Can I write a plain text HDFS (or local) file from a Spark program, not from an RDD?

I have a Spark program (in Scala) and a SparkContext. I am writing some files with RDD's saveAsTextFile. On my local machine I can use a local file path and it works with the local file system. On my cluster it works with HDFS.
I also want to write other arbitrary files as the result of processing. I'm writing them as regular files on my local machine, but want them to go into HDFS on the cluster.
SparkContext seems to have a few file-related methods but they all seem to be inputs not outputs.
How do I do this?
Thanks to marios and kostya, but there are few steps to writing a text file into HDFS from Spark.
// Hadoop Config is accessible from SparkContext
val fs = FileSystem.get(sparkContext.hadoopConfiguration);
// Output file can be created from file system.
val output = fs.create(new Path(filename));
// But BufferedOutputStream must be used to output an actual text file.
val os = BufferedOutputStream(output)
os.write("Hello World".getBytes("UTF-8"))
os.close()
Note that FSDataOutputStream, which has been suggested, is a Java serialized object output stream, not a text output stream. The writeUTF method appears to write plaint text, but it's actually a binary serialization format that includes extra bytes.
Here's what worked best for me (using Spark 2.0):
val path = new Path("hdfs://namenode:8020/some/folder/myfile.txt")
val conf = new Configuration(spark.sparkContext.hadoopConfiguration)
conf.setInt("dfs.blocksize", 16 * 1024 * 1024) // 16MB HDFS Block Size
val fs = path.getFileSystem(conf)
if (fs.exists(path))
fs.delete(path, true)
val out = new BufferedOutputStream(fs.create(path)))
val txt = "Some text to output"
out.write(txt.getBytes("UTF-8"))
out.flush()
out.close()
fs.close()
Using HDFS API (hadoop-hdfs.jar) you can create InputStream/OutputStream for an HDFS path and read from/write to a file using regular java.io classes. For example:
URI uri = URI.create (“hdfs://host:port/file path”);
Configuration conf = new Configuration();
FileSystem file = FileSystem.get(uri, conf);
FSDataInputStream in = file.open(new Path(uri));
This code will work with local files as well (change hdfs:// to file://).
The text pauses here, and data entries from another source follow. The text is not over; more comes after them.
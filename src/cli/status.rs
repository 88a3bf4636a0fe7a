use crate::cli::workbook_path;
use crate::dataset::Dataset;
use crate::error::Result;
use crate::fmt::number;
use crate::settings::{load_settings, settings_path};

pub fn run(workbook: Option<&str>) -> Result<()> {
    let settings = load_settings()?;

    println!("Settings:   {}", settings_path().display());
    let path = match workbook_path(&settings, workbook) {
        Ok(p) => p,
        Err(_) => {
            println!("Workbook:   (not set)");
            println!();
            println!("Run `finboard load <path>` to choose a workbook.");
            return Ok(());
        }
    };
    println!("Workbook:   {}", path.display());

    let dataset = Dataset::load(&path, &settings)?;
    let summary = dataset.summary();
    let years: Vec<String> = dataset
        .options()
        .years
        .iter()
        .map(|y| y.to_string())
        .collect();

    println!();
    println!("Accounts:        {}", number(summary.accounts));
    println!("Payments:        {}", number(summary.payments));
    println!("Receipts:        {}", number(summary.receipts));
    println!("Unmatched codes: {}", number(summary.unmatched));
    println!("Skipped dates:   {}", number(summary.skipped_dates));
    println!("Years:           {}", years.join(", "));
    Ok(())
}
One simple way to write files to HDFS is to use a SequenceFiles. Here you use the native Hadoop APIs and not the ones provided by Spark.
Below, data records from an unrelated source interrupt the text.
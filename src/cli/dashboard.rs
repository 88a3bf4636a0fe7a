use crossterm::event::KeyCode;
use ratatui::{
    layout::{Alignment, Constraint, Direction, Layout, Rect},
    style::{Color, Modifier, Style},
    text::{Line, Span},
    widgets::{Bar, BarChart, BarGroup, Block, Cell as UiCell, Paragraph, Row, Table},
    Frame,
};
use rust_decimal::prelude::ToPrimitive;
use rust_decimal::Decimal;

use crate::cli::open_dataset;
use crate::dataset::{Dataset, FilterOptions};
use crate::dates::month_abbrev;
use crate::error::Result;
use crate::fmt::{compact, DisplayFormat};
use crate::models::FilterSelection;
use crate::presentation::{describe_selection, BarChartSpec, Dashboard};
use crate::settings::Settings;
use crate::tui::{
    money_span, run_view, InteractiveView, ViewAction, FOOTER_STYLE, HEADER_STYLE,
    SELECTED_STYLE,
};

const HEADER_ROW_STYLE: Style = Style::new()
    .fg(Color::DarkGray)
    .add_modifier(Modifier::BOLD);
const BAR_STYLE: Style = Style::new().fg(Color::Rgb(90, 150, 230));

#[derive(Debug, Clone, Copy, PartialEq, Eq)]
enum Control {
    Year,
    Month,
    Kind,
    Supplier,
    Category,
}

impl Control {
    const ALL: [Control; 5] = [
        Control::Year,
        Control::Month,
        Control::Kind,
        Control::Supplier,
        Control::Category,
    ];

    fn label(self) -> &'static str {
        match self {
            Control::Year => "Year",
            Control::Month => "Month",
            Control::Kind => "Kind",
            Control::Supplier => "Supplier",
            Control::Category => "Category",
        }
    }

    fn shift(self, delta: isize) -> Self {
        let idx = Self::ALL.iter().position(|c| *c == self).unwrap_or(0) as isize;
        let len = Self::ALL.len() as isize;
        Self::ALL[(idx + delta).rem_euclid(len) as usize]
    }
}

/// Step through `values` from `current`. Optional controls get a leading
/// "all" slot (`None`); an unknown current value restarts at the first slot.
fn cycle<T: Clone + PartialEq>(
    current: Option<&T>,
    values: &[T],
    delta: isize,
    optional: bool,
) -> Option<T> {
    let mut slots: Vec<Option<&T>> = Vec::with_capacity(values.len() + 1);
    if optional {
        slots.push(None);
    }
    slots.extend(values.iter().map(Some));
    if slots.is_empty() {
        return current.cloned();
    }
    let len = slots.len() as isize;
    let next = match slots.iter().position(|s| *s == current) {
        Some(pos) => (pos as isize + delta).rem_euclid(len) as usize,
        None => 0,
    };
    slots[next].cloned()
}

/// Rows for the table panel: one page plus header and borders.
fn table_height(page_size: usize) -> u16 {
    u16::try_from(page_size).unwrap_or(u16::MAX).saturating_add(3)
}

fn bar_height(value: Decimal) -> u64 {
    value.abs().round().to_u64().unwrap_or(0)
}

pub(crate) struct DashboardView<'a> {
    dataset: &'a Dataset,
    options: FilterOptions,
    format: DisplayFormat,
    page_size: usize,
    selection: FilterSelection,
    focus: Control,
    page: usize,
    view: Dashboard,
}

impl<'a> DashboardView<'a> {
    pub(crate) fn new(dataset: &'a Dataset, settings: &Settings) -> Self {
        let selection = dataset.default_selection();
        let view = dataset.recompute(&selection, &settings.format);
        Self {
            dataset,
            options: dataset.options(),
            format: settings.format.clone(),
            page_size: settings.page_size.max(1),
            selection,
            focus: Control::Year,
            page: 0,
            view,
        }
    }

    fn refresh(&mut self) {
        self.view = self.dataset.recompute(&self.selection, &self.format);
        self.page = 0;
    }

    fn step(&mut self, delta: isize) {
        let o = &self.options;
        let sel = &mut self.selection;
        match self.focus {
            Control::Year => sel.year = cycle(sel.year.as_ref(), &o.years, delta, false),
            Control::Month => sel.month = cycle(sel.month.as_ref(), &o.months, delta, true),
            Control::Kind => sel.kind = cycle(sel.kind.as_ref(), &o.kinds, delta, true),
            Control::Supplier => {
                sel.supplier = cycle(sel.supplier.as_ref(), &o.suppliers, delta, true)
            }
            Control::Category => {
                sel.category = cycle(sel.category.as_ref(), &o.categories, delta, true)
            }
        }
        self.refresh();
    }

    /// Reset the focused control; the year always keeps a value.
    fn clear(&mut self) {
        let sel = &mut self.selection;
        match self.focus {
            Control::Year => return,
            Control::Month => sel.month = None,
            Control::Kind => sel.kind = None,
            Control::Supplier => sel.supplier = None,
            Control::Category => sel.category = None,
        }
        self.refresh();
    }

    fn control_value(&self, control: Control) -> String {
        let sel = &self.selection;
        let value = match control {
            Control::Year => sel.year.map(|y| y.to_string()),
            Control::Month => sel.month.map(|m| month_abbrev(m).to_string()),
            Control::Kind => sel.kind.map(|k| k.label().to_string()),
            Control::Supplier => sel.supplier.clone(),
            Control::Category => sel.category.clone(),
        };
        value.unwrap_or_else(|| "All".to_string())
    }

    fn draw_filters(&self, frame: &mut Frame, area: Rect) {
        let mut spans = vec![Span::raw(" ")];
        for control in Control::ALL {
            let text = format!(" {}: {} ", control.label(), self.control_value(control));
            if control == self.focus {
                spans.push(Span::styled(text, SELECTED_STYLE));
            } else {
                spans.push(Span::raw(text));
            }
            spans.push(Span::raw(" "));
        }
        frame.render_widget(Paragraph::new(Line::from(spans)), area);
    }

    fn draw_kpis(&self, frame: &mut Frame, area: Rect) {
        let [left, mid, right] = Layout::horizontal([
            Constraint::Ratio(1, 3),
            Constraint::Ratio(1, 3),
            Constraint::Ratio(1, 3),
        ])
        .areas(area);
        let totals = &self.view.totals;
        for (title, value, slot) in [
            ("Receipts", totals.receipts, left),
            ("Payments", totals.payments, mid),
            ("Margin", totals.margin, right),
        ] {
            let card = Paragraph::new(Line::from(vec![
                Span::raw(" "),
                money_span(value, &self.format),
            ]))
            .block(Block::bordered().title(title));
            frame.render_widget(card, slot);
        }
    }

    fn draw_chart(&self, frame: &mut Frame, area: Rect, chart: &BarChartSpec) {
        let block = Block::bordered()
            .title(chart.title.as_str())
            .title_style(Style::default().add_modifier(Modifier::BOLD));
        if chart.bars.is_empty() {
            frame.render_widget(
                Paragraph::new(" No data for this selection.")
                    .style(FOOTER_STYLE)
                    .block(block),
                area,
            );
            return;
        }

        let horizontal = chart.orientation == crate::presentation::Orientation::Horizontal;
        let bars: Vec<Bar> = chart
            .bars
            .iter()
            .map(|b| {
                let text = if horizontal {
                    self.format.amount(b.value)
                } else {
                    compact(b.value.to_f64().unwrap_or(0.0))
                };
                Bar::default()
                    .value(bar_height(b.value))
                    .text_value(text)
                    .label(Line::from(b.label.clone()))
                    .style(BAR_STYLE)
            })
            .collect();

        let mut widget = BarChart::default()
            .block(block)
            .data(BarGroup::default().bars(&bars));
        widget = if horizontal {
            widget.direction(Direction::Horizontal).bar_width(1).bar_gap(0)
        } else {
            widget.bar_width(4).bar_gap(1)
        };
        frame.render_widget(widget, area);
    }

    fn draw_table(&self, frame: &mut Frame, area: Rect) {
        let header = Row::new(vec!["Date", "Kind", "Supplier", "Account Category", "Value"])
            .style(HEADER_ROW_STYLE);
        let rows: Vec<Row> = self
            .view
            .page(self.page, self.page_size)
            .iter()
            .map(|r| {
                Row::new(vec![
                    UiCell::from(r.date.clone()),
                    UiCell::from(r.kind.label()),
                    UiCell::from(r.supplier.clone().unwrap_or_default()),
                    UiCell::from(r.category.clone().unwrap_or_default()),
                    UiCell::from(
                        Line::from(self.format.amount(r.value)).alignment(Alignment::Right),
                    ),
                ])
            })
            .collect();
        let widths = [
            Constraint::Length(12),
            Constraint::Length(8),
            Constraint::Fill(2),
            Constraint::Fill(2),
            Constraint::Length(16),
        ];
        let title = format!(
            "Transactions \u{2014} page {}/{} ({} rows)",
            self.page + 1,
            self.view.page_count(self.page_size),
            self.view.table.len()
        );
        let table = Table::new(rows, widths)
            .header(header)
            .block(Block::bordered().title(title));
        frame.render_widget(table, area);
    }
}

impl InteractiveView for DashboardView<'_> {
    fn draw(&mut self, frame: &mut Frame) {
        let table_height = table_height(self.page_size);
        let [header_area, filter_area, kpi_area, chart_area, table_area, hints_area] =
            Layout::vertical([
                Constraint::Length(1),
                Constraint::Length(1),
                Constraint::Length(3),
                Constraint::Fill(1),
                Constraint::Length(table_height),
                Constraint::Length(1),
            ])
            .areas(frame.area());

        frame.render_widget(
            Paragraph::new(format!(
                " Finboard \u{2014} {}",
                describe_selection(&self.selection)
            ))
            .style(HEADER_STYLE),
            header_area,
        );
        self.draw_filters(frame, filter_area);
        self.draw_kpis(frame, kpi_area);

        let [chart_left, chart_right] =
            Layout::horizontal([Constraint::Percentage(50), Constraint::Percentage(50)])
                .areas(chart_area);
        self.draw_chart(frame, chart_left, &self.view.category_chart);
        self.draw_chart(frame, chart_right, &self.view.month_chart);

        self.draw_table(frame, table_area);

        frame.render_widget(
            Paragraph::new(
                " Tab=next filter  \u{2190}/\u{2192}=change  x=clear  PgUp/PgDn=page  q=quit",
            )
            .style(FOOTER_STYLE),
            hints_area,
        );
    }

    fn handle_key(&mut self, code: KeyCode) -> ViewAction {
        match code {
            KeyCode::Char('q') | KeyCode::Esc => return ViewAction::Close,
            KeyCode::Tab => self.focus = self.focus.shift(1),
            KeyCode::BackTab => self.focus = self.focus.shift(-1),
            KeyCode::Left | KeyCode::Char('h') => self.step(-1),
            KeyCode::Right | KeyCode::Char('l') => self.step(1),
            KeyCode::Char('x') | KeyCode::Backspace | KeyCode::Delete => self.clear(),
            KeyCode::PageDown | KeyCode::Char('n') => {
                if self.page + 1 < self.view.page_count(self.page_size) {
                    self.page += 1;
                }
            }
            KeyCode::PageUp | KeyCode::Char('p') => {
                self.page = self.page.saturating_sub(1);
            }
            _ => {}
        }
        ViewAction::Continue
    }
}

pub fn run(workbook: Option<&str>) -> Result<()> {
    let (settings, dataset) = open_dataset(workbook)?;
    let mut view = DashboardView::new(&dataset, &settings);
    run_view(&mut view)
}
Here is a simple snippet (in Scala):
import org.apache.hadoop.conf.Configuration
import org.apache.hadoop.fs._
import org.apache.hadoop.io._
val conf = new Configuration() // Hadoop configuration
val sfwriter = SequenceFile.createWriter(conf,
SequenceFile.Writer.file(new Path("hdfs://nn1.example.com/file1")),
SequenceFile.Writer.keyClass(LongWritable.class),
SequenceFile.Writer.valueClass(Text.class))
val lw = new LongWritable()
val txt = new Text()
lw.set(12)
text.set("hello")
sfwriter.append(lw, txt)
sfwriter.close()
...
In case you don't have a key you can use NullWritable.class in its place:
SequenceFile.Writer.keyClass(NullWritable.class)
sfwriter.append(NullWritable.get(), new Text("12345"));